A proposito dell’addio ai Pooh: “Fu tutto casuale. Io e Facchinetti siamo portati dal nostro manager, che era anche il manager di Patty Pravo. Questo manager ci portò a conoscere Nicoletta. Lei mi guardò, io la guardai, ed era un bel vedere. E’ affascinante ora, cinquant’anni fa era di una bellezza travolgente. La situazione era calda. Ci fu una storia tra di noi. Ma questa storia non c’entrava niente con i Pooh. Io non ho voglia di riscrivere la storia, ho fatto la figura del cretino che vede una donna, scappa e butta all’aria tutto. Avevo 22 anni. Successe che dopo un po’ la notizia che c’era la storia tra uno dei Pooh e Patty Pravo provocò un leggero tam tam. Due giornali in tempi diversi uscirono con una foto dei Pooh e una foto di Patty Pravo. E lì successo il finimondo. Mi attaccarono, dicendo ‘siamo rovinati’. Io rispondevo che non capivo quale fosse il problema”.
“Mi rispondevano che i Pooh erano tutti per uno e per tutti – confida – Io non capivo. Rispondevo che ero sempre con loro, puntuale. Non capivo quale fosse il problema se poi la notte andavo a dormire da un’altra parte. Iniziò un susseguirsi di dolore. Erano la mia famiglia, siamo legati ancora oggi come fratelli. Mi mettevano al muro e mi dicevano che cosa avessi deciso. Così risposi che se loro davvero pensavano che avrei rovinato l’immagine di una band, avrei fatto un passo indietro. Con i miei fratelli Pooh ne parliamo. Oggi i rapporti sono buoni. Durante la reunion sono stato accolto alla grande. Io e Stefano facevamo gruppo. Sono stati anni belli. I Pooh meritano tutto il successo che hanno e io merito di essere chi sono”. “Perché è finita? Perché andavamo a mille all’ora – spiega – Consumavamo l’amore. Se ad una coppia vengono date a disposizione cento battute d’amore, noi le abbiamo consumate nei primi sei mesi.

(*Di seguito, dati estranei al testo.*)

//! Cursor pagination over GraphQL connections.
//!
//! Connection fields page with `first`/`after` (forward) or `last`/`before`
//! (backward), returning opaque per-edge cursors and a `hasNextPage` flag.
//! [`ListOptions`] validates and encodes a page request, the wire types mirror
//! the connection shape, and [`Page`] is the caller-facing slice with the
//! cursors needed to continue.

use serde::{Deserialize, Deserializer, Serialize};
use thiserror::Error;

/// Error type for invalid page requests.
///
/// Validation happens locally, before any request is sent.
#[derive(Debug, Clone, PartialEq, Eq, Error)]
pub enum PaginationError {
    /// `first` and `last` were both set.
    #[error("'first' and 'last' cannot be combined in a single page request")]
    ConflictingLimits,

    /// `after` and `before` were both set.
    #[error("'after' and 'before' cannot be combined in a single page request")]
    ConflictingCursors,
}

/// A single page request against a connection field.
///
/// Forward pagination sets `first` (optionally with `after`); backward
/// pagination sets `last` (optionally with `before`). Mixing the two
/// directions in one request is rejected by [`variables`](Self::variables).
///
/// # Example
///
/// ```rust
/// use shopify_graphql::pagination::ListOptions;
///
/// let options = ListOptions {
///     query: Some("created_at:>2024-01-01".to_string()),
///     first: Some(50),
///     ..ListOptions::default()
/// };
/// let variables = options.variables().unwrap();
/// assert_eq!(variables["first"], 50);
/// ```
#[derive(Debug, Clone, Default, PartialEq, Eq)]
pub struct ListOptions {
    /// The search filter, in the Admin API's search syntax.
    pub query: Option<String>,

    /// Page size when paging forward.
    pub first: Option<i32>,

    /// Page size when paging backward.
    pub last: Option<i32>,

    /// Resume after this cursor (forward pagination).
    pub after: Option<String>,

    /// Resume before this cursor (backward pagination).
    pub before: Option<String>,

    /// Reverse the connection's natural sort order.
    pub reverse: bool,
}

impl ListOptions {
    /// Encodes the request as GraphQL variables.
    ///
    /// Unset limits and cursors are omitted entirely so the server applies
    /// its defaults; an unset `query` is sent as the empty string, which
    /// matches everything.
    ///
    /// # Errors
    ///
    /// Returns [`PaginationError`] when `first`/`last` or `after`/`before`
    /// are combined.
    pub fn variables(&self) -> Result<serde_json::Value, PaginationError> {
        if self.first.is_some() && self.last.is_some() {
            return Err(PaginationError::ConflictingLimits);
        }
        if self.after.is_some() && self.before.is_some() {
            return Err(PaginationError::ConflictingCursors);
        }

        let mut variables = serde_json::Map::new();
        variables.insert(
            "query".to_string(),
            serde_json::Value::from(self.query.clone().unwrap_or_default()),
        );
        variables.insert("reverse".to_string(), serde_json::Value::from(self.reverse));
        if let Some(first) = self.first {
            variables.insert("first".to_string(), serde_json::Value::from(first));
        }
        if let Some(last) = self.last {
            variables.insert("last".to_string(), serde_json::Value::from(last));
        }
        if let Some(after) = &self.after {
            variables.insert("after".to_string(), serde_json::Value::from(after.clone()));
        }
        if let Some(before) = &self.before {
            variables.insert("before".to_string(), serde_json::Value::from(before.clone()));
        }

        Ok(serde_json::Value::Object(variables))
    }
}

/// Page-boundary metadata of a connection.
#[derive(Debug, Clone, Default, Serialize, Deserialize, PartialEq, Eq)]
#[serde(rename_all = "camelCase")]
pub struct PageInfo {
    /// Whether more results exist past this page, in the paging direction.
    #[serde(default)]
    pub has_next_page: bool,
}

/// A connection edge: one node plus its resume cursor.
#[derive(Debug, Clone, Serialize, Deserialize, PartialEq, Eq)]
pub struct Edge<T> {
    /// The record itself.
    pub node: T,

    /// The opaque cursor addressing this edge's position.
    #[serde(default)]
    pub cursor: String,
}

/// The wire shape of a paginated connection field.
#[derive(Debug, Clone, Serialize, Deserialize, PartialEq, Eq)]
#[serde(rename_all = "camelCase")]
pub struct Connection<T> {
    /// The edges of this page, in response order.
    #[serde(default = "Vec::new")]
    pub edges: Vec<Edge<T>>,

    /// Page-boundary metadata.
    #[serde(default)]
    pub page_info: PageInfo,
}

/// One page of results with the cursors needed to fetch the next.
///
/// Built from a [`Connection`]; an empty page has no cursors.
#[derive(Debug, Clone, PartialEq, Eq)]
pub struct Page<T> {
    /// The records on this page, in response order.
    pub items: Vec<T>,

    /// The cursor of the first edge, absent when the page is empty.
    pub first_cursor: Option<String>,

    /// The cursor of the last edge, absent when the page is empty. Pass it
    /// as `after` to fetch the next page.
    pub last_cursor: Option<String>,

    /// Whether more results exist past this page.
    pub has_next_page: bool,
}

impl<T> From<Connection<T>> for Page<T> {
    fn from(connection: Connection<T>) -> Self {
        let first_cursor = connection.edges.first().map(|edge| edge.cursor.clone());
        let last_cursor = connection.edges.last().map(|edge| edge.cursor.clone());
        let items = connection.edges.into_iter().map(|edge| edge.node).collect();

        Self {
            items,
            first_cursor,
            last_cursor,
            has_next_page: connection.page_info.has_next_page,
        }
    }
}

/// Deserializes a connection-shaped or plain-array field into a `Vec`.
///
/// Synchronous queries return nested lists as connections
/// (`{"edges":[{"node":...}]}`), while reassembled bulk results carry them as
/// plain arrays. Model types use this on their list fields so one set of
/// types decodes both shapes. `null` and absent fields both decode as empty.
pub fn nodes<'de, D, T>(deserializer: D) -> Result<Vec<T>, D::Error>
where
    D: Deserializer<'de>,
    T: Deserialize<'de>,
{
    #[derive(Deserialize)]
    #[serde(untagged)]
    enum Repr<T> {
        Connection { edges: Vec<EdgeNode<T>> },
        Plain(Vec<T>),
        Null,
    }

    #[derive(Deserialize)]
    struct EdgeNode<T> {
        node: T,
    }

    match Repr::deserialize(deserializer)? {
        Repr::Connection { edges } => Ok(edges.into_iter().map(|edge| edge.node).collect()),
        Repr::Plain(items) => Ok(items),
        Repr::Null => Ok(Vec::new()),
    }
}

#[cfg(test)]
mod tests {
    use super::*;
    use serde_json::json;

    #[test]
    fn test_variables_omit_unset_cursors_and_limits() {
        let options = ListOptions {
            first: Some(10),
            ..ListOptions::default()
        };
        let variables = options.variables().unwrap();

        assert_eq!(variables["first"], 10);
        assert_eq!(variables["query"], "");
        assert_eq!(variables["reverse"], false);
        assert!(variables.get("last").is_none());
        assert!(variables.get("after").is_none());
        assert!(variables.get("before").is_none());
    }

    #[test]
    fn test_variables_carry_query_cursor_and_reverse() {
        let options = ListOptions {
            query: Some("status:open".to_string()),
            first: Some(25),
            after: Some("cursor-a".to_string()),
            reverse: true,
            ..ListOptions::default()
        };
        let variables = options.variables().unwrap();

        assert_eq!(variables["query"], "status:open");
        assert_eq!(variables["after"], "cursor-a");
        assert_eq!(variables["reverse"], true);
    }

    #[test]
    fn test_first_and_last_conflict() {
        let options = ListOptions {
            first: Some(10),
            last: Some(10),
            ..ListOptions::default()
        };
        assert_eq!(
            options.variables().unwrap_err(),
            PaginationError::ConflictingLimits
        );
    }

    #[test]
    fn test_after_and_before_conflict() {
        let options = ListOptions {
            after: Some("a".to_string()),
            before: Some("b".to_string()),
            ..ListOptions::default()
        };
        assert_eq!(
            options.variables().unwrap_err(),
            PaginationError::ConflictingCursors
        );
    }

    #[test]
    fn test_page_from_connection_extracts_cursors() {
        let connection: Connection<serde_json::Value> = serde_json::from_value(json!({
            "edges": [
                {"node": {"id": "1"}, "cursor": "cur-1"},
                {"node": {"id": "2"}, "cursor": "cur-2"},
            ],
            "pageInfo": {"hasNextPage": true}
        }))
        .unwrap();

        let page = Page::from(connection);
        assert_eq!(page.items.len(), 2);
        assert_eq!(page.first_cursor.as_deref(), Some("cur-1"));
        assert_eq!(page.last_cursor.as_deref(), Some("cur-2"));
        assert!(page.has_next_page);
    }

    #[test]
    fn test_empty_page_has_no_cursors() {
        let connection: Connection<serde_json::Value> =
            serde_json::from_value(json!({"edges": [], "pageInfo": {"hasNextPage": false}}))
                .unwrap();

        let page = Page::from(connection);
        assert!(page.items.is_empty());
        assert!(page.first_cursor.is_none());
        assert!(page.last_cursor.is_none());
        assert!(!page.has_next_page);
    }

    #[derive(Debug, Deserialize, PartialEq)]
    struct Holder {
        #[serde(default, deserialize_with = "nodes")]
        items: Vec<String>,
    }

    #[test]
    fn test_nodes_decodes_connection_shape() {
        let holder: Holder = serde_json::from_value(json!({
            "items": {"edges": [{"node": "a"}, {"node": "b"}]}
        }))
        .unwrap();
        assert_eq!(holder.items, vec!["a", "b"]);
    }

    #[test]
    fn test_nodes_decodes_plain_array() {
        let holder: Holder = serde_json::from_value(json!({"items": ["a", "b"]})).unwrap();
        assert_eq!(holder.items, vec!["a", "b"]);
    }

    #[test]
    fn test_nodes_treats_null_and_absent_as_empty() {
        let holder: Holder = serde_json::from_value(json!({"items": null})).unwrap();
        assert!(holder.items.is_empty());

        let holder: Holder = serde_json::from_value(json!({})).unwrap();
        assert!(holder.items.is_empty());
    }
}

E’ stato un amore fortissimo”.
Riccardo Fogli è sposato dal 2010 con la modella Karin Trentini, più giovane di lui di 31 anni. Dalla loro unione, nel 2012, è nata Michelle. Il cantante ha un altro figlio, Alessandro, avuto nel 1993 dall’attrice Stefania Brassi. A “I Lunatici”, Fogli rivela di avere paura per il tempo che passa: “Mi spaventa solo perché ho una bambina di nove anni, il mio giovane amore. Lei ha bisogno di me e avrà bisogno di me ancora per qualche anno. Mia mamma è in cielo dal 2000, spero che mi faccia da portavoce. Devo vivere ancora un po’ perché voglio proteggere mia figlia piccola. Mio figlio grande lavora, ha trent’anni. Ma la piccola ha bisogno di me ancora. Io mi tratto bene, bevo acqua liscia, niente vino, sto bene, Dio mi ha dato energia e passione. Io non ho paura di invecchiare, ma voglio invecchiare con calma. Non voglio lasciare il mondo all’improvviso. Non sono ancora pronto”.